К этому добавляется факт, что испанский фронт всё очевиднее служил испытательным полигоном новых технологий и тактик для немецких и итальянских военных. Поскольку в контексте предстоящих войн, которые к тому моменту уже намечались, Испания не имела большого стратегического значения, она и послужила лабораторией варварства. В военном деле границы возможного тоже можно определить, только пересекая их.
Подводя такой горький итог, в том числе итог своего участия в войне, Вейль в течение 1937 года всё больше думает об угрозе войны между Германией и Францией. Для нее, ученицы Алена[49], по-прежнему главного пацифистского публициста Франции, определяющим является не вопрос об интервенции, помощи и добровольцах, а вопрос о легитимности войны ради обороны своей страны.

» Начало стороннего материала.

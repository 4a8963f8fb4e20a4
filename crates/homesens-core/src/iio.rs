//! Linux IIO sysfs sensor backend.
//!
//! The `dht11` kernel driver (which also handles DHT22/AM2302) registers an
//! IIO device per sensor:
//!
//! ```text
//! /sys/bus/iio/devices/iio:device0/name                        dht11
//! /sys/bus/iio/devices/iio:device0/in_temp_input               21500
//! /sys/bus/iio/devices/iio:device0/in_humidityrelative_input   40000
//! ```
//!
//! Values are in milli-degrees Celsius and milli-percent. The device number
//! is the sensor index.

use std::fs;
use std::io;
use std::path::{Path, PathBuf};

use homesens_types::{SensorInfo, SensorReading, from_milli, parse_decimal};

use crate::error::{SensorError, SensorResult};
use crate::sensor::{assemble_reading, require_sensor};
use crate::traits::SensorBackend;

/// Default location of the IIO device tree.
pub const DEFAULT_IIO_ROOT: &str = "/sys/bus/iio/devices";

const DEVICE_PREFIX: &str = "iio:device";
const TEMPERATURE_ATTR: &str = "in_temp_input";
const HUMIDITY_ATTR: &str = "in_humidityrelative_input";

/// Sensor backend reading the IIO sysfs tree.
#[derive(Debug, Clone)]
pub struct IioBackend {
    root: PathBuf,
}

impl Default for IioBackend {
    fn default() -> Self {
        Self::new(DEFAULT_IIO_ROOT)
    }
}

impl IioBackend {
    /// Create a backend rooted at `root` instead of [`DEFAULT_IIO_ROOT`].
    pub fn new(root: impl Into<PathBuf>) -> Self {
        Self { root: root.into() }
    }

    /// The directory holding the `iio:deviceN` entries.
    pub fn root(&self) -> &Path {
        &self.root
    }

    fn device_dir(&self, index: u32) -> PathBuf {
        self.root.join(format!("{DEVICE_PREFIX}{index}"))
    }

    /// Map a leafoid to its sysfs attribute.
    ///
    /// `temperature` and `humidity` map to the standard IIO channels; any
    /// other leafoid names the attribute file directly.
    fn attribute_for(leaf: &str) -> &str {
        match leaf {
            "temperature" => TEMPERATURE_ATTR,
            "humidity" => HUMIDITY_ATTR,
            other => other,
        }
    }

    fn read_leaf(&self, index: u32, leaf: &str) -> SensorResult<f64> {
        let path = self.device_dir(index).join(Self::attribute_for(leaf));
        let read_error = |reason: String| SensorError::Read {
            index,
            leaf: leaf.to_string(),
            reason,
        };
        let raw = fs::read_to_string(&path)
            .map_err(|e| read_error(format!("{}: {}", path.display(), e)))?;
        let value = parse_decimal(&raw).map_err(|source| SensorError::InvalidValue {
            index,
            leaf: leaf.to_string(),
            source,
        })?;
        Ok(from_milli(value))
    }

    fn describe(dir: &Path, index: u32) -> String {
        // Device-tree overlays record the compatible string, e.g. "dht11\0".
        fs::read(dir.join("of_node").join("compatible"))
            .ok()
            .and_then(|raw| {
                raw.split(|b| *b == 0)
                    .find(|s| !s.is_empty())
                    .map(|s| String::from_utf8_lossy(s).into_owned())
            })
            .unwrap_or_else(|| format!("IIO device {index}"))
    }
}

impl SensorBackend for IioBackend {
    fn list(&self) -> SensorResult<Vec<SensorInfo>> {
        let entries = match fs::read_dir(&self.root) {
            Ok(entries) => entries,
            Err(e) if e.kind() == io::ErrorKind::NotFound => {
                tracing::debug!("IIO root {} does not exist", self.root.display());
                return Err(SensorError::NoSensors);
            }
            Err(e) => return Err(e.into()),
        };

        let mut sensors = Vec::new();
        for entry in entries {
            let entry = entry?;
            let file_name = entry.file_name();
            let Some(index) = file_name
                .to_str()
                .and_then(|n| n.strip_prefix(DEVICE_PREFIX))
                .and_then(|n| n.parse::<u32>().ok())
            else {
                continue;
            };

            let dir = entry.path();
            if !dir.join(TEMPERATURE_ATTR).exists() && !dir.join(HUMIDITY_ATTR).exists() {
                tracing::debug!("Skipping {}: no temperature/humidity channel", dir.display());
                continue;
            }

            let driver = fs::read_to_string(dir.join("name"))
                .map(|s| s.trim().to_string())
                .unwrap_or_else(|_| "unknown".to_string());

            sensors.push(SensorInfo {
                index,
                driver,
                description: Self::describe(&dir, index),
            });
        }

        if sensors.is_empty() {
            return Err(SensorError::NoSensors);
        }
        sensors.sort_by_key(|s| s.index);
        Ok(sensors)
    }

    fn read(
        &self,
        index: u32,
        temperature_leaf: &str,
        humidity_leaf: &str,
    ) -> SensorResult<SensorReading> {
        let sensors = self.list()?;
        require_sensor(&sensors, index)?;

        assemble_reading(
            index,
            temperature_leaf,
            humidity_leaf,
            self.read_leaf(index, temperature_leaf),
            self.read_leaf(index, humidity_leaf),
        )
    }
}
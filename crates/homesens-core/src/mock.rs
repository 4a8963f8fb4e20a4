//! Mock implementations for testing.
//!
//! This module provides a mock sensor tree and a mock HTTP transport so the
//! reader and the uRadMonitor client can be exercised without hardware or
//! network access.
//!
//! - [`MockSensors`] implements [`SensorBackend`] over a fixed set of sensor
//!   indices.
//! - [`MockTransport`] implements [`JsonTransport`] with a canned status and
//!   body, and records every request it receives.

use std::sync::Mutex;
use std::sync::atomic::{AtomicU32, Ordering};

use async_trait::async_trait;
use serde_json::Value;

use homesens_types::{SensorInfo, SensorReading};

use crate::error::{RadiationError, RadiationResult, SensorError, SensorResult};
use crate::sensor::{assemble_reading, require_sensor};
use crate::traits::{ApiRequest, JsonTransport, SensorBackend};
use crate::uradmon::decode_body;

#[derive(Debug, Clone)]
struct MockSensor {
    info: SensorInfo,
    temperature: Option<f64>,
    humidity: Option<f64>,
}

/// A mock sensor tree.
///
/// Whatever leafoids are requested, the temperature leaf returns the
/// configured temperature and the humidity leaf the configured humidity.
/// A `None` value makes that leaf fail.
///
/// # Example
///
/// ```
/// use homesens_core::{MockSensors, SensorBackend, SensorError};
///
/// let sensors = MockSensors::new()
///     .with_sensor(0, Some(21.5), Some(40.0))
///     .with_sensor(1, Some(19.0), None);
///
/// assert_eq!(sensors.list().unwrap().len(), 2);
/// assert!(matches!(
///     sensors.read(2, "temperature", "humidity"),
///     Err(SensorError::NotFound { .. })
/// ));
/// ```
#[derive(Debug, Default)]
pub struct MockSensors {
    sensors: Vec<MockSensor>,
    read_count: AtomicU32,
}

impl MockSensors {
    /// Create an empty sensor tree.
    pub fn new() -> Self {
        Self::default()
    }

    /// Add a `gpioths` sensor at `index`.
    #[must_use]
    pub fn with_sensor(
        mut self,
        index: u32,
        temperature: Option<f64>,
        humidity: Option<f64>,
    ) -> Self {
        self.sensors.retain(|s| s.info.index != index);
        self.sensors.push(MockSensor {
            info: SensorInfo {
                index,
                driver: "gpioths".to_string(),
                description: "DHT11/DHT22 Temperature and Humidity Sensor".to_string(),
            },
            temperature,
            humidity,
        });
        self.sensors.sort_by_key(|s| s.info.index);
        self
    }

    /// Number of successful or failed `read` calls.
    pub fn read_count(&self) -> u32 {
        self.read_count.load(Ordering::Relaxed)
    }

    fn leaf(index: u32, leaf: &str, value: Option<f64>) -> SensorResult<f64> {
        value.ok_or_else(|| SensorError::Read {
            index,
            leaf: leaf.to_string(),
            reason: "Input/output error".to_string(),
        })
    }
}

impl SensorBackend for MockSensors {
    fn list(&self) -> SensorResult<Vec<SensorInfo>> {
        if self.sensors.is_empty() {
            return Err(SensorError::NoSensors);
        }
        Ok(self.sensors.iter().map(|s| s.info.clone()).collect())
    }

    fn read(
        &self,
        index: u32,
        temperature_leaf: &str,
        humidity_leaf: &str,
    ) -> SensorResult<SensorReading> {
        self.read_count.fetch_add(1, Ordering::Relaxed);
        let infos = self.list()?;
        require_sensor(&infos, index)?;
        let sensor = self
            .sensors
            .iter()
            .find(|s| s.info.index == index)
            .ok_or(SensorError::NoSensors)?;

        assemble_reading(
            index,
            temperature_leaf,
            humidity_leaf,
            Self::leaf(index, temperature_leaf, sensor.temperature),
            Self::leaf(index, humidity_leaf, sensor.humidity),
        )
    }
}

#[derive(Debug, Clone)]
enum MockResponse {
    Body { status: u16, body: String },
    Unreachable,
}

/// A mock HTTP transport.
///
/// Responses go through the same status/body decoding as the real transport.
#[derive(Debug)]
pub struct MockTransport {
    response: MockResponse,
    requests: Mutex<Vec<ApiRequest>>,
}

impl MockTransport {
    /// Respond with HTTP 200 and `body`.
    pub fn ok(body: impl Into<String>) -> Self {
        Self::with_status(200, body)
    }

    /// Respond with `status` and `body`.
    pub fn with_status(status: u16, body: impl Into<String>) -> Self {
        Self::from_response(MockResponse::Body {
            status,
            body: body.into(),
        })
    }

    /// Fail every request as if the connection was refused.
    pub fn unreachable() -> Self {
        Self::from_response(MockResponse::Unreachable)
    }

    fn from_response(response: MockResponse) -> Self {
        Self {
            response,
            requests: Mutex::new(Vec::new()),
        }
    }

    /// Number of requests received so far.
    pub fn call_count(&self) -> usize {
        self.requests().len()
    }

    /// Copies of the requests received so far.
    pub fn requests(&self) -> Vec<ApiRequest> {
        self.requests
            .lock()
            .map(|r| r.clone())
            .unwrap_or_default()
    }
}

#[async_trait]
impl JsonTransport for MockTransport {
    async fn get_json(&self, request: &ApiRequest) -> RadiationResult<Value> {
        if let Ok(mut requests) = self.requests.lock() {
            requests.push(request.clone());
        }
        match &self.response {
            MockResponse::Body { status, body } => decode_body(*status, body),
            MockResponse::Unreachable => Err(RadiationError::Network {
                url: request.url.clone(),
                source: Box::new(std::io::Error::from(std::io::ErrorKind::ConnectionRefused)),
            }),
        }
    }
}
use std::{env, io};

use anyhow::Result;
use clap::{CommandFactory, Parser};
use tracing_subscriber::EnvFilter;

use homesens_cli::cli::{Cli, help_requested};
use homesens_cli::commands::{cmd_list, cmd_read};
use homesens_cli::config::{Config, RunConfig, SensorSource};
use homesens_cli::format::FormatOptions;
use homesens_core::{HttpTransport, IioBackend, SensorBackend, default_backend};

#[tokio::main(flavor = "current_thread")]
async fn main() -> Result<()> {
    if help_requested(env::args_os()) {
        Cli::command().print_help()?;
        return Ok(());
    }
    let cli = Cli::parse();

    // stdout carries the report, so logs go to stderr
    let filter = if cli.quiet {
        EnvFilter::new("error")
    } else if cli.verbose {
        EnvFilter::new("debug")
    } else {
        EnvFilter::try_from_default_env().unwrap_or_else(|_| EnvFilter::new("warn"))
    };
    tracing_subscriber::fmt()
        .with_env_filter(filter)
        .with_writer(io::stderr)
        .init();

    let config = Config::load(cli.config.as_deref())?;
    let run = match RunConfig::resolve(&cli, &config) {
        Ok(run) => run,
        Err(e) => Cli::command().error(e.kind(), e).exit(),
    };

    let sensors: Box<dyn SensorBackend> = match &run.sensor_source {
        SensorSource::Iio(root) => Box::new(IioBackend::new(root)),
        SensorSource::Platform => default_backend(),
    };

    let stdout = io::stdout();
    let mut out = stdout.lock();

    if run.list_sensors {
        let opts = FormatOptions::new(run.no_color);
        return cmd_list(&sensors, run.format, &opts, &mut out);
    }

    cmd_read(&sensors, HttpTransport::new, &run, &mut out).await
}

Возможна ли в принципе справедливая война, существуют ли справедливые военные цели?
Громкие слова
Исходя из тезиса о том, что для всех самых беспощадных конфликтов в истории было характерно отсутствие конкретных целей (причем именно фактическое отсутствие целеполагания усиливало их жестокость), Вейль в эссе, написанном в апреле 1937 года, концентрирует свое внимание на ключевых словах и понятиях, которые используются в общеевропейском контексте для легитимации войны. Философская критика языка на службе делу мира:
Каким бы странным это ни казалось: прояснять понятия, дискредитировать изначально пустые слова, определять употребление других слов с помощью точных исследований – это работа, которая может спасать человеческие жизни.[53]
В качестве живого примера чрезвычайно кровавой, унесшей множество жизней войны в западном мире, которая велась из-за одних фантазий, Вейль выбрала Троянскую войну. Поэтому ее текст называется Давайте не будем заново начинать Троянскую войну[54]:
Некогда греки и троянцы в течение десяти лет истребляли друг друга ради Елены Прекрасной. Кроме разве что воина-дилентанта Париса, среди них не было никого, кто бы хоть сколько-то дорожил Еленой <…>
Для умеющего видеть самым тревожным симптомом наших дней является ирреальный характер большинства возникающих ныне конфликтов. У них еще меньше реальности, чем у конфликта между греками и троянцами. В центре Троянской войны стояла хотя бы женщина, к тому же обладавшая совершенной красотой. Для наших современников роль Елены играют слова, украшенные прописными буквами. Если мы выловим, желая раздавить, одно из таких слов, набухших кровью и слезами, то обнаружим, что оно лишено содержания.